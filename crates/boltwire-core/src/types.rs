//! Transaction configuration types.
//!
//! - [`AccessMode`] - read/write intent of a transaction
//! - [`DatabaseName`] - default-database sentinel or a named database
//! - [`NotificationConfig`] - server notification filtering
//!   ([`NotificationSeverity`], [`NotificationClassification`])

use std::collections::BTreeSet;
use std::fmt;
use std::str::FromStr;

use serde::{Deserialize, Serialize};

/// Read/write intent of a transaction.
#[derive(Debug, Clone, Copy, PartialEq, Eq, Hash, Default, Serialize, Deserialize)]
pub enum AccessMode {
    Read,
    /// Never encoded on the wire; the server assumes it.
    #[default]
    Write,
}

/// Target database of a transaction.
#[derive(Debug, Clone, PartialEq, Eq, Hash, Default, Serialize, Deserialize)]
pub enum DatabaseName {
    /// Whatever the server considers the home/default database. Never encoded.
    #[default]
    Default,
    /// An explicit database name. The empty string is a valid, distinct name.
    Named(String),
}

impl DatabaseName {
    pub fn named(name: impl Into<String>) -> Self {
        DatabaseName::Named(name.into())
    }

    /// The explicit name, or `None` for the default sentinel.
    pub fn name(&self) -> Option<&str> {
        match self {
            DatabaseName::Default => None,
            DatabaseName::Named(name) => Some(name),
        }
    }

    pub fn is_default(&self) -> bool {
        matches!(self, DatabaseName::Default)
    }
}

impl fmt::Display for DatabaseName {
    fn fmt(&self, f: &mut fmt::Formatter<'_>) -> fmt::Result {
        match self {
            DatabaseName::Default => f.write_str("<default database>"),
            DatabaseName::Named(name) => f.write_str(name),
        }
    }
}

/// Minimum severity of notifications the server should report.
#[derive(Debug, Clone, Copy, PartialEq, Eq, Hash, PartialOrd, Ord, Serialize, Deserialize)]
pub enum NotificationSeverity {
    /// Disable notifications entirely
    Off,
    Warning,
    Information,
}

impl NotificationSeverity {
    /// Canonical wire name.
    #[must_use]
    pub const fn as_str(&self) -> &'static str {
        match self {
            Self::Off => "OFF",
            Self::Warning => "WARNING",
            Self::Information => "INFORMATION",
        }
    }
}

impl fmt::Display for NotificationSeverity {
    fn fmt(&self, f: &mut fmt::Formatter<'_>) -> fmt::Result {
        f.write_str(self.as_str())
    }
}

impl FromStr for NotificationSeverity {
    type Err = String;

    fn from_str(s: &str) -> Result<Self, Self::Err> {
        match s.to_ascii_uppercase().as_str() {
            "OFF" => Ok(Self::Off),
            "WARNING" => Ok(Self::Warning),
            "INFORMATION" => Ok(Self::Information),
            other => Err(format!("unknown notification severity: {other}")),
        }
    }
}

/// Notification classification (also called category).
#[derive(Debug, Clone, Copy, PartialEq, Eq, Hash, PartialOrd, Ord, Serialize, Deserialize)]
pub enum NotificationClassification {
    Hint,
    Unrecognized,
    Unsupported,
    Performance,
    Deprecation,
    Security,
    Topology,
    Generic,
    Schema,
}

impl NotificationClassification {
    /// Canonical wire name.
    #[must_use]
    pub const fn as_str(&self) -> &'static str {
        match self {
            Self::Hint => "HINT",
            Self::Unrecognized => "UNRECOGNIZED",
            Self::Unsupported => "UNSUPPORTED",
            Self::Performance => "PERFORMANCE",
            Self::Deprecation => "DEPRECATION",
            Self::Security => "SECURITY",
            Self::Topology => "TOPOLOGY",
            Self::Generic => "GENERIC",
            Self::Schema => "SCHEMA",
        }
    }
}

impl fmt::Display for NotificationClassification {
    fn fmt(&self, f: &mut fmt::Formatter<'_>) -> fmt::Result {
        f.write_str(self.as_str())
    }
}

impl FromStr for NotificationClassification {
    type Err = String;

    fn from_str(s: &str) -> Result<Self, Self::Err> {
        match s.to_ascii_uppercase().as_str() {
            "HINT" => Ok(Self::Hint),
            "UNRECOGNIZED" => Ok(Self::Unrecognized),
            "UNSUPPORTED" => Ok(Self::Unsupported),
            "PERFORMANCE" => Ok(Self::Performance),
            "DEPRECATION" => Ok(Self::Deprecation),
            "SECURITY" => Ok(Self::Security),
            "TOPOLOGY" => Ok(Self::Topology),
            "GENERIC" => Ok(Self::Generic),
            "SCHEMA" => Ok(Self::Schema),
            other => Err(format!("unknown notification classification: {other}")),
        }
    }
}

/// Notification filtering requested for a transaction.
///
/// Each field is independently optional; unset fields leave the server
/// default in place.
#[derive(Debug, Clone, PartialEq, Eq, Default, Serialize, Deserialize)]
pub struct NotificationConfig {
    pub minimum_severity: Option<NotificationSeverity>,
    pub disabled_classifications: Option<BTreeSet<NotificationClassification>>,
}

impl NotificationConfig {
    pub fn new() -> Self {
        Self::default()
    }

    /// Config with both fields set.
    pub fn with(
        minimum_severity: NotificationSeverity,
        disabled: impl IntoIterator<Item = NotificationClassification>,
    ) -> Self {
        Self::new()
            .minimum_severity(minimum_severity)
            .disabled_classifications(disabled)
    }

    /// Set the minimum severity.
    pub fn minimum_severity(mut self, severity: NotificationSeverity) -> Self {
        self.minimum_severity = Some(severity);
        self
    }

    /// Set the disabled classifications.
    pub fn disabled_classifications(
        mut self,
        disabled: impl IntoIterator<Item = NotificationClassification>,
    ) -> Self {
        self.disabled_classifications = Some(disabled.into_iter().collect());
        self
    }

    /// Turn off all notifications.
    pub fn disable_all() -> Self {
        Self::new().minimum_severity(NotificationSeverity::Off)
    }
}

#[cfg(test)]
mod tests {
    use super::*;

    #[test]
    fn test_defaults() {
        assert_eq!(AccessMode::default(), AccessMode::Write);
        assert!(DatabaseName::default().is_default());
        assert_eq!(DatabaseName::default().name(), None);
    }

    #[test]
    fn test_empty_database_name_is_distinct() {
        let empty = DatabaseName::named("");
        assert!(!empty.is_default());
        assert_eq!(empty.name(), Some(""));
        assert_ne!(empty, DatabaseName::Default);
    }

    #[test]
    fn test_canonical_names_round_trip() {
        for c in [
            NotificationClassification::Hint,
            NotificationClassification::Unsupported,
            NotificationClassification::Schema,
        ] {
            assert_eq!(c.as_str().parse::<NotificationClassification>(), Ok(c));
        }
        assert_eq!(
            "warning".parse::<NotificationSeverity>(),
            Ok(NotificationSeverity::Warning)
        );
        assert!("loud".parse::<NotificationSeverity>().is_err());
    }

    #[test]
    fn test_notification_config_builder() {
        let config = NotificationConfig::with(
            NotificationSeverity::Warning,
            [NotificationClassification::Unsupported],
        );
        assert_eq!(
            config.minimum_severity,
            Some(NotificationSeverity::Warning)
        );
        assert_eq!(
            config.disabled_classifications,
            Some(BTreeSet::from([NotificationClassification::Unsupported]))
        );
        assert_eq!(NotificationConfig::new().minimum_severity, None);
        assert_eq!(
            NotificationConfig::disable_all().minimum_severity,
            Some(NotificationSeverity::Off)
        );
    }
}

> [TASK DESCRIPTION] Across the whole listing above, report each line that includes "Deserialize".

> [RESPONSE TO THIS EXERCISE]
use serde::{Deserialize, Serialize};
#[derive(Debug, Clone, Copy, PartialEq, Eq, Hash, Default, Serialize, Deserialize)]
#[derive(Debug, Clone, PartialEq, Eq, Hash, Default, Serialize, Deserialize)]
#[derive(Debug, Clone, Copy, PartialEq, Eq, Hash, PartialOrd, Ord, Serialize, Deserialize)]
#[derive(Debug, Clone, Copy, PartialEq, Eq, Hash, PartialOrd, Ord, Serialize, Deserialize)]
#[derive(Debug, Clone, PartialEq, Eq, Default, Serialize, Deserialize)]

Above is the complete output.